Донна никак не отреагировала на его монолог.
– Ты ведь видела Валю, эту русскую, с которой он притащился на прием. Вот от чего он тащится, – угрюмо продолжил Остен.
– Твоему отцу она понравилась, – заметила Донна.
– Мой отец совершенно не знает женщин. Мама была его первой и единственной любовью. Он женился, отбив ее у партнера на танцах. Он станцевал танго, хотя вообще не умел танцевать! С тех пор как она умерла, у него не осталось ничего, кроме музыки. Для моего отца каждая запись «Этюда» – это метеор, осветивший музыкальный небосвод и устремившийся в будущее. Он мнит себя хранителем истинного искусства. Кто знает? Может, так оно и есть.
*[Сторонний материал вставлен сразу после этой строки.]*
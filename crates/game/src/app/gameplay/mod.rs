use engine::{
    CollectibleView, Facing, FrameView, HudView, InputAction, InputSnapshot, PlayerView, Scene,
    SceneCommand,
};
use rand::rngs::SmallRng;
use rand::Rng;
use serde::Deserialize;
use tracing::{debug, info};

const PLAYER_SIZE: f32 = 64.0;
const COLLECTIBLE_SIZE: f32 = 32.0;
const DEFAULT_WORLD_WIDTH: f32 = 800.0;
const DEFAULT_WORLD_HEIGHT: f32 = 600.0;
const DEFAULT_PLAYER_SPEED: f32 = 4.0;
const DEFAULT_COLLECTIBLE_TARGET: u32 = 10;
const DEFAULT_MESSAGE_DISPLAY_TICKS: u64 = 180;
const DEFAULT_REGEN_DELAY_TICKS: u64 = 180;
const WALK_PHASE_INCREMENT: f32 = 0.1;
const WALK_CYCLE_PHASES: f32 = 2.0;
const MAX_PLACEMENT_ATTEMPTS: u32 = 64;

/// One entry is deliberately empty: sometimes a pickup says nothing.
const PICKUP_MESSAGES: &[&str] = &[
    "You are my little luck",
    "Seeing you makes me smile",
    "My heart beats faster for you",
    "I want to see you every day",
    "Your smile fixes everything",
    "Having you near is the best",
    "Your eyes are so pretty",
    "I love your happy face",
    "You are the special one",
    "I want to share it all with you",
    "You make the world brighter",
    "You are always this cute",
    "I want to stay by your side",
    "",
];
const ALL_COLLECTED_MESSAGE: &str = "~ Now you have all my love ~";

include!("geometry.rs");
include!("types.rs");
include!("field.rs");
include!("player.rs");
include!("schedule.rs");
include!("scene_impl.rs");

pub(crate) fn build_scene(config: GameConfig, rng: SmallRng) -> Box<dyn Scene> {
    Box::new(CollectScene::new(config, rng))
}

#[cfg(test)]
mod tests {
    include!("tests.rs");
}
use anyhow::anyhow;
use axum::{
    extract::{Query, State},
    Json,
};
use service_core::error::AppError;

use crate::{
    dtos::{SearchOnlineParams, SearchOnlineResponse},
    startup::AppState,
};

/// Proxy a query to the product search provider.
///
/// Provider failures keep their status code; see
/// [`crate::services::ProductSearchClient::search`].
pub async fn search_online(
    State(state): State<AppState>,
    Query(params): Query<SearchOnlineParams>,
) -> Result<Json<SearchOnlineResponse>, AppError> {
    let query = params
        .query
        .filter(|query| !query.trim().is_empty())
        .ok_or_else(|| AppError::BadRequest(anyhow!("Query parameter is required")))?;

    let results = state
        .product_search
        .search(&query)
        .await
        .map_err(|e| e.context("An error occurred"))?;

    Ok(Json(SearchOnlineResponse { results }))
}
Глядя в боковое окно, Донна задумчиво проговорила:
– Должно быть, ты очень любишь своего отца, Джимми.
Не отводя глаз от дороги, Остен сказал:
– Я не просто очень люблю его. Я сделаю все, чтобы он был счастлив.
Как-то так получалось, что между его посещениями фамильного особняка на Лонг-Айленд проходило все больше времени. Выехав из города в арендованном автомобиле, Остен подумал, что уже два года прошло с тех пор, как он проезжал здесь в последний раз, и два года с тех пор, как он познакомился с Донной. Недавно законченный участок автострады сокращал путь почти на час, так что он оказался в Вэйнскотте гораздо раньше, чем ожидал. Он проехал по частной дороге, окаймленной березами, чьи стволы, черные у основания и с белыми прожилками наверху, напоминали мраморные колонны, и остановился у большого особняка с высокими окнами в мелком переплете. Он пристроил свою машину между двумя новехонькими автомобилями с персональными номерными знаками: «ЭТЮД» для отца и «ВАЛЯ» для женщины, менее двух лет назад ставшей Остену мачехой.
Парадный вход был открыт, но Остен, поколебавшись, нажал кнопку звонка, прежде чем войти. В холле он наткнулся на Бруно, венца, служившего у отца камердинером и шофером с тех пор, как умерла Леонора Остен, мать Джимми.